Here is a possible solution, which needs modifying the script:
At present the tooltip for an existing blog page is the full PageName. when you look at the script code, near the end in the last else {...} block, you find twice title='$pname' as part of the <a> (link) tag.
Say your blog pages got a Summary page text variable. To display it's value as tooltip change title='$pname' to
title='".PageTextVar($pname,'Summary')."'
(watch for all the quotes and dots!).
If you use (:description ...:) markup and want to display that as tooltip, replace instead with
title='".PageVar($pname,'$Description')."'
- Maybe I should make a more generic solution, allowing for arbitrary page text variable specification in the markup, or the description markup text. - HansB August 08, 2008, at 12:11 PM
Now implemented in latest update. - HansB August 08, 2008, at 01:00 PM
2008-08-11 Hi Hans. title markup text works perfectly. Thanks for this, and for your extra-ordinary support. Click on my name for working example, in a blog context...Ray.

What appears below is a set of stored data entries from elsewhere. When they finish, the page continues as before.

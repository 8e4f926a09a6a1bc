use std::collections::{HashMap, HashSet};
use std::sync::Arc;

use chksync_store::{ChecksumObject, ObjectStore};
use chksync_types::Checksum;
use tracing::{debug, info};

use crate::config::SyncConfig;
use crate::error::{SyncError, SyncResult};
use crate::negotiation::NegotiationEngine;
use crate::transport::RemoteTransport;
use crate::types::SyncReport;

/// Peer side: pulls a host's checksum tree into a local [`ObjectStore`].
///
/// The walk starts at the host's root and descends level by level. An
/// object already in the store is taken to be complete together with all of
/// its descendants, so its sub-tree is skipped. To keep that true across
/// interrupted runs, received objects are written only after the whole walk
/// succeeded, and every object is written after all of its children.
pub struct ChecksumSynchronizer<St> {
    store: Arc<St>,
    config: SyncConfig,
}

impl<St: ObjectStore> ChecksumSynchronizer<St> {
    pub fn new(store: Arc<St>) -> Self {
        Self::with_config(store, SyncConfig::default())
    }

    pub fn with_config(store: Arc<St>, config: SyncConfig) -> Self {
        Self { store, config }
    }

    pub fn store(&self) -> &Arc<St> {
        &self.store
    }

    pub fn config(&self) -> &SyncConfig {
        &self.config
    }

    pub async fn synchronize(&self, transport: &dyn RemoteTransport) -> SyncResult<SyncReport> {
        let root = transport.root_checksum().await?;
        let mut report = SyncReport::new(root);
        let mut received: HashMap<Checksum, ChecksumObject> = HashMap::new();
        let mut seen: HashSet<Checksum> = HashSet::new();
        let mut frontier = vec![root];

        while !frontier.is_empty() {
            frontier.retain(|c| seen.insert(*c));
            let negotiation = NegotiationEngine::negotiate(&frontier, self.store.as_ref())?;
            report.objects_reused += negotiation.common.len();

            let mut next = Vec::new();
            for batch in negotiation.wants.chunks(self.config.batch_size.max(1)) {
                let objects = transport.fetch_objects(batch).await?;
                report.requests += 1;
                self.check_batch(batch, &objects)?;
                for object in objects {
                    report.objects_received += 1;
                    report.bytes_received += object.size();
                    next.extend_from_slice(object.child_checksums());
                    received.insert(object.checksum(), object);
                }
            }
            debug!(
                wanted = negotiation.wants.len(),
                reused = negotiation.common.len(),
                "synchronized tree level"
            );
            frontier = next;
        }

        for object in commit_order(root, &received) {
            self.store.write(object)?;
        }
        info!(
            root = %root.short_hex(),
            received = report.objects_received,
            reused = report.objects_reused,
            bytes = report.bytes_received,
            "synchronization complete"
        );
        Ok(report)
    }

    fn check_batch(&self, requested: &[Checksum], objects: &[ChecksumObject]) -> SyncResult<()> {
        let wanted: HashSet<&Checksum> = requested.iter().collect();
        let mut got = HashSet::with_capacity(objects.len());
        for object in objects {
            let checksum = object.checksum();
            if !wanted.contains(&checksum) {
                return Err(SyncError::UnexpectedObject(checksum));
            }
            if self.config.verify_objects {
                object.verify().map_err(|e| SyncError::VerificationFailed {
                    checksum,
                    reason: e.to_string(),
                })?;
            }
            if !got.insert(checksum) {
                return Err(SyncError::UnexpectedObject(checksum));
            }
        }
        match requested.iter().find(|c| !got.contains(*c)) {
            Some(absent) => Err(SyncError::MissingObject(*absent)),
            None => Ok(()),
        }
    }
}

/// Post-order over the received objects, starting at `root`.
///
/// Children that were not received are already in the store and are
/// skipped. A shared child is emitted once, before the first parent that
/// reaches it.
fn commit_order(root: Checksum, received: &HashMap<Checksum, ChecksumObject>) -> Vec<&ChecksumObject> {
    let mut order = Vec::with_capacity(received.len());
    let mut visited = HashSet::with_capacity(received.len());
    let mut stack = vec![(root, false)];

    while let Some((checksum, expanded)) = stack.pop() {
        let Some(object) = received.get(&checksum) else {
            continue;
        };
        if expanded {
            order.push(object);
            continue;
        }
        if !visited.insert(checksum) {
            continue;
        }
        stack.push((checksum, true));
        for child in object.child_checksums().iter().rev() {
            if !visited.contains(child) {
                stack.push((*child, false));
            }
        }
    }
    order
}

#[cfg(test)]
mod tests {
    use super::*;
    use crate::local::LocalTransport;
    use crate::source::AssetSource;
    use crate::testutil::{build_host, Host};
    use async_trait::async_trait;
    use chksync_store::{Asset, ChecksumObjectWithChildren, InMemoryObjectStore, StoreResult};
    use chksync_types::Kind;
    use std::sync::Mutex;

    fn transport(host: &Host) -> LocalTransport<crate::testutil::Files> {
        let source = AssetSource::new(Arc::clone(&host.tree), host.root).unwrap();
        LocalTransport::new(Arc::new(source))
    }

    #[tokio::test]
    async fn first_sync_transfers_everything() {
        let host = build_host(&[("a.cs", "class A {}"), ("b.cs", "class B {}")]).await;
        let store = Arc::new(InMemoryObjectStore::new());
        let sync = ChecksumSynchronizer::new(Arc::clone(&store));

        let report = sync.synchronize(&transport(&host)).await.unwrap();
        assert_eq!(report.root, host.root);
        assert_eq!(report.objects_received, 3);
        assert_eq!(report.objects_reused, 0);
        assert_eq!(store.len().unwrap(), 3);
        assert!(store.exists(&host.root).unwrap());
    }

    #[tokio::test]
    async fn second_sync_of_same_tree_is_up_to_date() {
        let host = build_host(&[("a.cs", "class A {}")]).await;
        let store = Arc::new(InMemoryObjectStore::new());
        let sync = ChecksumSynchronizer::new(Arc::clone(&store));
        sync.synchronize(&transport(&host)).await.unwrap();

        let t = transport(&host);
        let report = sync.synchronize(&t).await.unwrap();
        assert!(report.is_up_to_date());
        assert_eq!(report.objects_reused, 1);
        assert_eq!(t.stats().requests, 0);
    }

    #[tokio::test]
    async fn edit_transfers_only_changed_objects() {
        let before = build_host(&[("a.cs", "class A {}"), ("b.cs", "class B {}")]).await;
        let after = build_host(&[("a.cs", "class A {}"), ("b.cs", "class B { int x; }")]).await;
        let store = Arc::new(InMemoryObjectStore::new());
        let sync = ChecksumSynchronizer::new(Arc::clone(&store));
        sync.synchronize(&transport(&before)).await.unwrap();

        let report = sync.synchronize(&transport(&after)).await.unwrap();
        // New root and the edited document; a.cs is reused.
        assert_eq!(report.objects_received, 2);
        assert_eq!(report.objects_reused, 1);
        assert_eq!(store.len().unwrap(), 5);
    }

    #[tokio::test]
    async fn small_batches_split_requests() {
        let host = build_host(&[("a", "1"), ("b", "2"), ("c", "3"), ("d", "4"), ("e", "5")]).await;
        let store = Arc::new(InMemoryObjectStore::new());
        let config = SyncConfig {
            batch_size: 2,
            verify_objects: true,
        };
        let sync = ChecksumSynchronizer::with_config(store, config);
        let report = sync.synchronize(&transport(&host)).await.unwrap();
        // One request for the root, then ceil(5 / 2) for the documents.
        assert_eq!(report.requests, 4);
        assert_eq!(report.objects_received, 6);
    }

    #[tokio::test]
    async fn duplicate_children_are_fetched_once() {
        let host = build_host(&[("a.cs", "same"), ("b.cs", "same")]).await;
        let store = Arc::new(InMemoryObjectStore::new());
        let report = ChecksumSynchronizer::new(Arc::clone(&store))
            .synchronize(&transport(&host))
            .await
            .unwrap();
        assert_eq!(report.objects_received, 2);
        assert_eq!(store.len().unwrap(), 2);
    }

    /// Answers every request with a fixed, unrelated object.
    struct Liar {
        root: Checksum,
        reply: ChecksumObject,
    }

    #[async_trait]
    impl RemoteTransport for Liar {
        async fn root_checksum(&self) -> SyncResult<Checksum> {
            Ok(self.root)
        }

        async fn fetch_objects(&self, _checksums: &[Checksum]) -> SyncResult<Vec<ChecksumObject>> {
            Ok(vec![self.reply.clone()])
        }
    }

    #[tokio::test]
    async fn unrequested_object_is_rejected_and_nothing_is_stored() {
        let liar = Liar {
            root: Checksum::from_bytes(b"root"),
            reply: Asset::new(Kind::SOURCE_TEXT, &b"other"[..]).into(),
        };
        let store = Arc::new(InMemoryObjectStore::new());
        let result = ChecksumSynchronizer::new(Arc::clone(&store))
            .synchronize(&liar)
            .await;
        assert!(matches!(result, Err(SyncError::UnexpectedObject(_))));
        assert!(store.is_empty().unwrap());
    }

    #[tokio::test]
    async fn forged_object_fails_verification() {
        let genuine: ChecksumObject = Asset::new(Kind::SOURCE_TEXT, &b"genuine"[..]).into();
        let mut json = serde_json::to_value(&genuine).unwrap();
        json["Asset"]["payload"] = serde_json::to_value(b"forged".to_vec()).unwrap();
        let forged: ChecksumObject = serde_json::from_value(json).unwrap();

        let liar = Liar {
            root: genuine.checksum(),
            reply: forged,
        };
        let store = Arc::new(InMemoryObjectStore::new());
        let result = ChecksumSynchronizer::new(Arc::clone(&store))
            .synchronize(&liar)
            .await;
        assert!(matches!(
            result,
            Err(SyncError::VerificationFailed { checksum, .. }) if checksum == genuine.checksum()
        ));
        assert!(store.is_empty().unwrap());
    }

    /// Serves the root but nothing below it.
    struct Truncated {
        inner: LocalTransport<crate::testutil::Files>,
        root: Checksum,
    }

    #[async_trait]
    impl RemoteTransport for Truncated {
        async fn root_checksum(&self) -> SyncResult<Checksum> {
            Ok(self.root)
        }

        async fn fetch_objects(&self, checksums: &[Checksum]) -> SyncResult<Vec<ChecksumObject>> {
            if checksums == [self.root] {
                self.inner.fetch_objects(checksums).await
            } else {
                Ok(Vec::new())
            }
        }
    }

    #[tokio::test]
    async fn interrupted_sync_leaves_store_untouched() {
        let host = build_host(&[("a.cs", "class A {}")]).await;
        let truncated = Truncated {
            inner: transport(&host),
            root: host.root,
        };
        let store = Arc::new(InMemoryObjectStore::new());
        let sync = ChecksumSynchronizer::new(Arc::clone(&store));

        let result = sync.synchronize(&truncated).await;
        assert!(matches!(result, Err(SyncError::MissingObject(_))));
        assert!(store.is_empty().unwrap());

        // A later complete run still transfers the whole tree.
        let report = sync.synchronize(&transport(&host)).await.unwrap();
        assert_eq!(report.objects_received, 2);
    }

    /// Serves a fixed set of objects and may repeat every reply.
    struct Canned {
        root: Checksum,
        objects: HashMap<Checksum, ChecksumObject>,
        repeat: bool,
    }

    impl Canned {
        fn new(root: &ChecksumObject, rest: &[&ChecksumObject]) -> Self {
            let objects = std::iter::once(root)
                .chain(rest.iter().copied())
                .map(|o| (o.checksum(), o.clone()))
                .collect();
            Self {
                root: root.checksum(),
                objects,
                repeat: false,
            }
        }
    }

    #[async_trait]
    impl RemoteTransport for Canned {
        async fn root_checksum(&self) -> SyncResult<Checksum> {
            Ok(self.root)
        }

        async fn fetch_objects(&self, checksums: &[Checksum]) -> SyncResult<Vec<ChecksumObject>> {
            let mut objects = Vec::new();
            for checksum in checksums {
                let object = self
                    .objects
                    .get(checksum)
                    .ok_or(SyncError::UnknownChecksum(*checksum))?;
                objects.push(object.clone());
                if self.repeat {
                    objects.push(object.clone());
                }
            }
            Ok(objects)
        }
    }

    /// Records the order of writes into an inner store.
    #[derive(Default)]
    struct Recording {
        inner: InMemoryObjectStore,
        writes: Mutex<Vec<Checksum>>,
    }

    impl ObjectStore for Recording {
        fn read(&self, checksum: &Checksum) -> StoreResult<Option<ChecksumObject>> {
            self.inner.read(checksum)
        }

        fn write(&self, object: &ChecksumObject) -> StoreResult<Checksum> {
            self.writes.lock().unwrap().push(object.checksum());
            self.inner.write(object)
        }

        fn exists(&self, checksum: &Checksum) -> StoreResult<bool> {
            self.inner.exists(checksum)
        }
    }

    fn composite(kind: Kind, children: &[&ChecksumObject]) -> ChecksumObject {
        ChecksumObjectWithChildren::new(kind, children.iter().map(|c| c.checksum()).collect()).into()
    }

    #[tokio::test]
    async fn composites_are_written_after_their_descendants() {
        // The leaf sits one level below the root and again three levels
        // below it, so a level-by-level order would write `b` first.
        let leaf: ChecksumObject = Asset::new(Kind::SOURCE_TEXT, &b"shared"[..]).into();
        let b = composite(Kind::DOCUMENT_STATE, &[&leaf]);
        let a = composite(Kind::DOCUMENTS, &[&b]);
        let root = composite(Kind::PROJECT_STATE, &[&a, &leaf]);
        let host = Canned::new(&root, &[&a, &b, &leaf]);

        let store = Arc::new(Recording::default());
        let report = ChecksumSynchronizer::new(Arc::clone(&store))
            .synchronize(&host)
            .await
            .unwrap();
        assert_eq!(report.objects_received, 4);

        let writes = store.writes.lock().unwrap().clone();
        assert_eq!(writes.len(), 4);
        let position = |c: Checksum| writes.iter().position(|w| *w == c).unwrap();
        for parent in [&root, &a, &b] {
            for child in parent.child_checksums() {
                assert!(position(*child) < position(parent.checksum()));
            }
        }
        assert_eq!(writes.last(), Some(&root.checksum()));
    }

    #[tokio::test]
    async fn repeated_object_in_a_reply_is_rejected() {
        let leaf: ChecksumObject = Asset::new(Kind::SOURCE_TEXT, &b"once"[..]).into();
        let root = composite(Kind::DOCUMENTS, &[&leaf]);
        let mut host = Canned::new(&root, &[&leaf]);
        host.repeat = true;

        let store = Arc::new(InMemoryObjectStore::new());
        let result = ChecksumSynchronizer::new(Arc::clone(&store))
            .synchronize(&host)
            .await;
        assert!(matches!(
            result,
            Err(SyncError::UnexpectedObject(checksum)) if checksum == root.checksum()
        ));
        assert!(store.is_empty().unwrap());
    }
}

2008-09-30 I installed BlogCal yesterday and I love it. Today I noticed that my site no longer validates at http://validator.w3.org/ due to the BlogCal recipe. Can we get this wonderful recipe updated so that it doesn't break validation?
Fixed now in latest update. Thanks for the alert! - HansB October 02, 2008, at 07:20 AM
I'd be interested in learning more about which blog recipes this calendar works with. In other words, I'd like to hear some success stories about setting up blogs.
I'm still a little bit confused about the situation of blog recipes for PmWiki. Many of them are incomplete or discontinued (e.g., Fox Blog). Are people waiting for blogs to be released as a core feature of PmWiki? What is the best option at the moment for setting up a bliki using PmWiki?
Any tips would be greatly appreciated.